<<<<
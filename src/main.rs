use clap::{Parser, Subcommand};
use photoshelf::imaging::RustBackend;
use photoshelf::metadata::ExifTool;
use photoshelf::pipeline::{self, Collaborators};
use photoshelf::process::IngestEvent;
use photoshelf::publish::{self, CommandTransport};
use photoshelf::store::RecordStore;
use photoshelf::{config, index, output, scan};
use std::path::PathBuf;
use std::sync::mpsc::Sender;
use std::thread::JoinHandle;
use tracing_subscriber::EnvFilter;

fn version_string() -> &'static str {
    let on_tag = env!("ON_RELEASE_TAG");
    if on_tag == "true" {
        env!("CARGO_PKG_VERSION")
    } else {
        let hash = env!("GIT_HASH");
        if hash.is_empty() {
            "dev@unknown"
        } else {
            // Leaked once at startup
            Box::leak(format!("dev@{hash}").into_boxed_str())
        }
    }
}

#[derive(Parser)]
#[command(name = "photoshelf")]
#[command(about = "Incremental photo gallery publisher")]
#[command(long_about = "\
Incremental photo gallery publisher

Photos are grouped by the directory they live in. Each new photo gets a
metadata record and a bounded thumbnail; photos that already have a record
are never touched again. Originals and thumbnails are mirrored to a bucket and
an HTML index, newest first, links to them.

Layout:

  photos/                       # Source photos (never modified)
  └── 2023-05-01/               # Collection, usually a date
      ├── img1.JPG
      └── IMG2.jpg
  info/                         # One TOML record per processed photo
  └── 2023-05-01/
      ├── img1.jpg.toml
      └── img2.jpg.toml
  thumbnails/                   # Bounded previews, same names as originals
  docs/index.html               # Rendered gallery

Metadata is read with exiftool. Set RUST_LOG=debug for diagnostics.

Run 'photoshelf gen-config' to generate a documented photoshelf.toml.")]
#[command(version = version_string())]
struct Cli {
    /// Config file (missing file = defaults)
    #[arg(long, default_value = config::DEFAULT_CONFIG_FILE, global = true)]
    config: PathBuf,

    #[command(subcommand)]
    command: Option<Command>,
}

#[derive(Subcommand)]
enum Command {
    /// Run the full pipeline: ingest → publish → index (default)
    Build,
    /// Extract metadata and write thumbnails for new photos
    Ingest,
    /// Mirror photos and thumbnails to the bucket
    Publish,
    /// Render the HTML index from existing records
    Index,
    /// Validate config and list discovered photos without writing anything
    Check,
    /// Print a stock photoshelf.toml with all options documented
    GenConfig,
}

fn main() -> Result<(), Box<dyn std::error::Error>> {
    tracing_subscriber::fmt()
        .with_env_filter(EnvFilter::from_default_env())
        .with_writer(std::io::stderr)
        .init();

    let cli = Cli::parse();
    let load_config = || config::load_config(&cli.config);

    match cli.command.unwrap_or(Command::Build) {
        Command::Build => {
            let config = load_config()?;
            init_thread_pool(&config.processing);
            let extractor = ExifTool::new(&config.metadata);
            let backend = RustBackend::new();
            let transport = CommandTransport::new(&config.remote);

            println!("==> Ingesting {}", config.paths.photos.display());
            let (tx, printer) = spawn_event_printer();
            let result = pipeline::run(
                &config,
                Collaborators {
                    extractor: &extractor,
                    backend: &backend,
                    transport: &transport,
                },
                Some(tx),
            );
            join_printer(printer);
            let summary = result?;

            print_lines(output::format_ingest_summary(&summary.ingest));
            println!("==> Published");
            print_lines(output::format_publish_output(&summary.publish));
            println!(
                "{}",
                output::format_build_complete(summary.indexed, &summary.output)
            );
        }
        Command::Ingest => {
            let config = load_config()?;
            init_thread_pool(&config.processing);
            let extractor = ExifTool::new(&config.metadata);
            let backend = RustBackend::new();

            let (tx, printer) = spawn_event_printer();
            let result = pipeline::ingest(&config, &extractor, &backend, Some(tx));
            join_printer(printer);
            let (_, report) = result?;
            print_lines(output::format_ingest_summary(&report));
        }
        Command::Publish => {
            let config = load_config()?;
            let transport = CommandTransport::new(&config.remote);
            let report = publish::publish(&transport, &config)?;
            print_lines(output::format_publish_output(&report));
        }
        Command::Index => {
            let config = load_config()?;
            let store = RecordStore::new(&config.paths.info);
            let entries = index::build_index(&store)?;
            let written = photoshelf::generate::generate(&entries, &config)?;
            print_lines(output::format_index_output(&entries, &written));
        }
        Command::Check => {
            let config = load_config()?;
            println!("==> Checking {}", config.paths.photos.display());
            let result = scan::scan(&config.paths.photos, &config.scan.extensions)?;
            output::print_scan_output(&result);
            println!("==> Config is valid");
        }
        Command::GenConfig => {
            print!("{}", config::stock_config_toml());
        }
    }

    Ok(())
}

/// Initialize the rayon thread pool based on processing config.
///
/// Caps at the number of available CPU cores; user can constrain down, not up.
fn init_thread_pool(processing: &config::ProcessingConfig) {
    let threads = config::effective_threads(processing);
    rayon::ThreadPoolBuilder::new()
        .num_threads(threads)
        .build_global()
        .ok();
}

/// Print ingest events live from a dedicated thread.
fn spawn_event_printer() -> (Sender<IngestEvent>, JoinHandle<()>) {
    let (tx, rx) = std::sync::mpsc::channel();
    let printer = std::thread::spawn(move || {
        for event in rx {
            print_lines(output::format_ingest_event(&event));
        }
    });
    (tx, printer)
}

fn join_printer(printer: JoinHandle<()>) {
    if printer.join().is_err() {
        tracing::warn!("progress printer panicked");
    }
}

fn print_lines(lines: Vec<String>) {
    for line in lines {
        println!("{}", line);
    }
}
>>>>
> **TASK DETAILS**: Scan the records above and report every line with the string "threads".

> **ANSWER TO THIS PROBLEM**:
    let threads = config::effective_threads(processing);
        .num_threads(threads)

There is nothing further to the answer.